Foi com a proposta de tingimento H2Color-Aux que a empresa foi reconhecida pelo Conselho Europeu de Inovação no âmbito do Pacto Ecológico Europeu (Green Deal). Jaime Rocha Gomes avançou que “num programa bastante competitivo em que havia mais de 2500 candidaturas na fase II, das 64 empresas europeias que foram contempladas,” esta foi a única no setor têxtil.

O fundador explicou que os métodos tradicionais de tingimento levam ao gasto de “muita água e energia na sua remoção, tornando o processo pouco sustentável”. Por sua vez, a nova tecnologia de tingimento, a H2Color-Aux, “consiste num produto que complexa com o corante logo durante o tingimento, o que em si é original por não se aplicar após o tingimento, formando temporariamente um pigmento.”

Sendo assim, de acordo com o site oficial da Ecofoot, é possível economizar estimativamente 70% da água total utilizada, 60% da energia total consumida e 50% do tempo total gasto no processo. Para além disso, Jaime Rocha Gomes explicou que, indiretamente, o projeto, “ao poupar energia fóssil (nafta), diminui a libertação de CO2, contribuindo para a descarbonização.”

No entanto, Jaime Rocha Gomes admite que “o setor é enorme e muito tradicional, não sendo fácil adotar novas tecnologias.” Para além disso, apontou que “as empresas (têxteis) que não têm pressão por parte dos clientes no fator “sustentabilidade”, que incide principalmente na poupança de água, olham principalmente para os seus gastos e para a produtividade.” a H2Color-Aux permite o aumento da produtividade, um fator que, “quando a empresa está com a capacidade totalmente tomada, é muito importante.”

O fundador sublinhou ainda a importância de expandirmos a noção de sustentabilidade, uma visão que considera “ainda muito focada na reciclagem de materiais.” Apontou que o problema maior é “o dos recursos naturais, como os aquíferos.” Alerta assim para a “falta de água nos principais locais do mundo onde está instalada a indústria de tinturaria”, sublinhando que quem sofre com isso “são os agricultores e o mundo rural.”

De momento, a Ecofoot possui ainda um produto para a sustentabilidade do tingimento das misturas de poliéster/algodão, que está pronto a ser validado.  Encontra-se também a explorar uma variedade de funcionalidades, como o branqueamento, a desinfeção e a remoção de manchas com peróxido, protetores de cor, a aplicação como pigmentos no cabelo, a aplicação como nanopigmentos em tintas de impressão digital e a aplicação com pigmentos em tintas para automóveis.

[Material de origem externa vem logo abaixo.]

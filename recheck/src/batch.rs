//! Directory-level batch orchestration.
//!
//! Discovers `*.py` artifacts, runs the recover-then-check pipeline on each,
//! and writes the CSV report at the end. One readable artifact yields
//! exactly one row; a malformed filename or unreadable file is logged and
//! skipped, never aborting the batch.

use std::fs;
use std::path::{Path, PathBuf};

use anyhow::{Context, Result};
use tracing::{debug, info, instrument, warn};

use crate::artifact::{SourceArtifact, parse_filename};
use crate::execute::run_checker;
use crate::python::PythonRuntime;
use crate::recover::recover;
use crate::report::{ReportRow, write_report};

/// Settings for one batch run.
#[derive(Debug, Clone)]
pub struct BatchConfig {
    /// Directory of artifacts, one `.py` file per task.
    pub indir: PathBuf,
    /// Destination CSV report.
    pub outfile: PathBuf,
    /// Name of the checker function to run from each artifact.
    pub checker: String,
}

/// Totals for a completed batch.
#[derive(Debug, Default, PartialEq, Eq)]
pub struct BatchSummary {
    pub rows: usize,
    pub passed: usize,
    pub failed: usize,
    pub skipped: usize,
}

/// List artifact files (`*.py`) in `indir`, sorted by path.
pub fn discover_artifacts(indir: &Path) -> Result<Vec<PathBuf>> {
    let mut paths = Vec::new();
    for entry in fs::read_dir(indir).with_context(|| format!("read {}", indir.display()))? {
        let entry = entry.context("read entry")?;
        let path = entry.path();
        if path.is_file() && path.extension().and_then(|ext| ext.to_str()) == Some("py") {
            paths.push(path);
        }
    }
    paths.sort();
    Ok(paths)
}

/// Process every artifact in the input directory and write the CSV report.
#[instrument(skip_all, fields(indir = %config.indir.display()))]
pub fn run_batch(config: &BatchConfig, runtime: &PythonRuntime) -> Result<BatchSummary> {
    let paths = discover_artifacts(&config.indir)?;
    info!(artifacts = paths.len(), checker = %config.checker, "batch started");

    let mut summary = BatchSummary::default();
    let mut rows = Vec::with_capacity(paths.len());
    for path in &paths {
        match process_artifact(path, &config.checker, runtime) {
            Ok(row) => {
                if row.result {
                    summary.passed += 1;
                } else {
                    summary.failed += 1;
                }
                rows.push(row);
            }
            Err(err) => {
                let reason = format!("{err:#}");
                warn!(artifact = %path.display(), error = %reason, "skipping artifact");
                summary.skipped += 1;
            }
        }
    }
    summary.rows = rows.len();

    write_report(&config.outfile, &rows).context("write report")?;
    info!(
        rows = summary.rows,
        passed = summary.passed,
        failed = summary.failed,
        skipped = summary.skipped,
        "batch complete"
    );
    Ok(summary)
}

/// Recover one artifact and run its checker. Errors here mean the artifact
/// itself was unusable (bad filename, unreadable file); checker failures
/// become rows, not errors.
#[instrument(skip_all, fields(artifact = %path.display()))]
fn process_artifact(path: &Path, checker: &str, runtime: &PythonRuntime) -> Result<ReportRow> {
    let artifact = SourceArtifact::load(path)?;
    let meta = parse_filename(&artifact.filename)?;

    let mut evaluator = runtime.clone();
    let set = recover(&artifact.text, &mut evaluator)?;
    debug!(functions = set.functions().len(), "recovery finished");

    let verdict = run_checker(&set, checker, runtime)?;
    Ok(ReportRow::new(&artifact.filename, meta, &verdict, checker))
}
impl MeshNodeBuilder {
    /// Creates a builder for a node with the given name.
    ///
    /// The invoke port defaults to 0 (ephemeral).
    #[must_use]
    pub fn new(name: impl Into<String>) -> Self {
        Self {
            name: name.into(),
            port: 0,
            discovery: DiscoveryConfig::default(),
            handlers: HashMap::new(),
        }
    }

    /// Sets the invoke transport port. 0 picks an ephemeral port.
    #[must_use]
    pub fn port(mut self, port: u16) -> Self {
        self.port = port;
        self
    }

    /// Sets the discovery configuration.
    #[must_use]
    pub fn discovery(mut self, config: DiscoveryConfig) -> Self {
        self.discovery = config;
        self
    }

    /// Registers an endpoint handler.
    ///
    /// The handler name is advertised in announcements.
    #[must_use]
    pub fn endpoint(
        mut self,
        name: impl Into<String>,
        handler: impl Fn(Value) -> Option<Value> + Send + Sync + 'static,
    ) -> Self {
        self.handlers.insert(name.into(), Arc::new(handler));
        self
    }

    /// Starts the node: binds the invoke listener and the discovery socket,
    /// then spawns the server, announcer, and listener tasks.
    ///
    /// # Errors
    ///
    /// Returns an error if either socket cannot be bound.
    pub async fn start(self) -> Result<MeshNode, NodeError> {
        let Self {
            name,
            port,
            discovery: config,
            handlers,
        } = self;

        let listener = TcpListener::bind((Ipv4Addr::UNSPECIFIED, port))
            .await
            .map_err(|source| NodeError::Bind { port, source })?;
        let bound = listener
            .local_addr()
            .map_err(|source| NodeError::Bind { port, source })?
            .port();

        let mut local = Peer::new(name, bound);
        for endpoint in handlers.keys() {
            local.endpoints.insert(endpoint.clone());
        }

        let discovery_socket =
            discovery::bind_listener(config.port).map_err(|source| NodeError::Discovery {
                port: config.port,
                source,
            })?;

        let registry = Arc::new(PeerRegistry::new(local.id, config.peer_timeout));
        let handlers = Arc::new(handlers);

        info!(
            name = %local.name,
            id = %local.id,
            port = bound,
            endpoints = local.endpoints.len(),
            "Mesh node started"
        );

        let tasks = vec![
            tokio::spawn(serve(listener, Arc::clone(&handlers))),
            tokio::spawn(discovery::announce_loop(
                local.clone(),
                config.clone(),
                Arc::clone(&registry),
            )),
            tokio::spawn(discovery::listen_loop(
                Arc::clone(&registry),
                discovery_socket,
            )),
        ];

        Ok(MeshNode {
            local,
            registry,
            tasks,
        })
    }
}
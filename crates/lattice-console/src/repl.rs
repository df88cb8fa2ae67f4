//! The interactive read loop.
//!
//! Reads one line at a time from stdin and feeds it through the shell until
//! `stop` is issued or stdin reaches end of input. Reading is async so
//! response printers and discovery keep making progress while the loop
//! waits for the operator.

use std::time::Duration;

use tokio::io::{AsyncBufReadExt, BufReader};
use tracing::debug;

use lattice_mesh::Mesh;

use crate::dispatch::Shell;
use crate::error::ConsoleError;

/// Delay between starting the mesh node and reading the first command,
/// giving discovery a moment to populate the peer table.
pub const SETTLE_DELAY: Duration = Duration::from_millis(500);

/// Runs the shell against stdin/stdout until it stops.
///
/// End of input is treated like `stop`: a shell whose input is gone cannot
/// receive further commands.
///
/// # Errors
///
/// Returns an error if reading stdin or writing stdout fails.
pub async fn run<M: Mesh>(shell: &mut Shell<M>) -> Result<(), ConsoleError> {
    tokio::time::sleep(SETTLE_DELAY).await;

    let mut lines = BufReader::new(tokio::io::stdin()).lines();
    let mut stdout = std::io::stdout();

    while shell.is_running() {
        match lines.next_line().await? {
            Some(line) => shell.handle_line(&line, &mut stdout)?,
            None => {
                debug!("End of input; stopping");
                break;
            }
        }
    }

    Ok(())
}
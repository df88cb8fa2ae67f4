//! Command-line argument parsing with clap.

use clap::{Parser, ValueEnum};

/// Lattice console - interactive operator shell for a lattice mesh.
#[derive(Parser, Debug, Clone)]
#[command(name = "lattice")]
#[command(version, about, long_about = None)]
pub struct Cli {
    /// Service name announced to the mesh.
    #[arg(short, long, env = "LATTICE_NAME", default_value = "console")]
    pub name: String,

    /// Invoke transport port (0 picks an ephemeral port).
    #[arg(short, long, env = "LATTICE_PORT", default_value_t = 0)]
    pub port: u16,

    /// Output format for `services` and `info`.
    #[arg(short, long, value_enum, default_value_t = Format::Table)]
    pub format: Format,

    /// UDP port shared by mesh discovery.
    #[arg(long, default_value_t = 47700)]
    pub discovery_port: u16,

    /// Seconds between presence announcements.
    #[arg(long, default_value_t = 5)]
    pub announce_interval_secs: u64,

    /// Seconds after which a silent peer is dropped.
    #[arg(long, default_value_t = 30)]
    pub peer_timeout_secs: u64,
}

/// Output format options.
#[derive(Debug, Clone, Copy, PartialEq, Eq, ValueEnum, Default)]
pub enum Format {
    /// Human-readable table format.
    #[default]
    Table,
    /// JSON output for scripting.
    Json,
}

De acordo com Jaime Rocha Gomes, a Universidade do Minho foi o “berço” do projeto Ecofoot. “Foi aí que nos surgiu a ideia, que se obteve o primeiro financiamento para um projeto de I&D, denominado Nanocor, e também os investigadores do projeto, os cofundadores e os primeiros quadros da empresa”, afirmou.

Considera que o mercado da indústria têxtil, “sendo a maior indústria empregadora do norte de Portugal e a maior exportadora”, deverá ser uma das áreas de investimento académico. Acredita também que a recente alteração dos cursos de engenharia para cursos de 3 anos em vez dos 5 anos dos Mestrados Integrados, “vem adequar melhor o curso e nomeadamente a sua duração, às necessidades do setor têxtil.”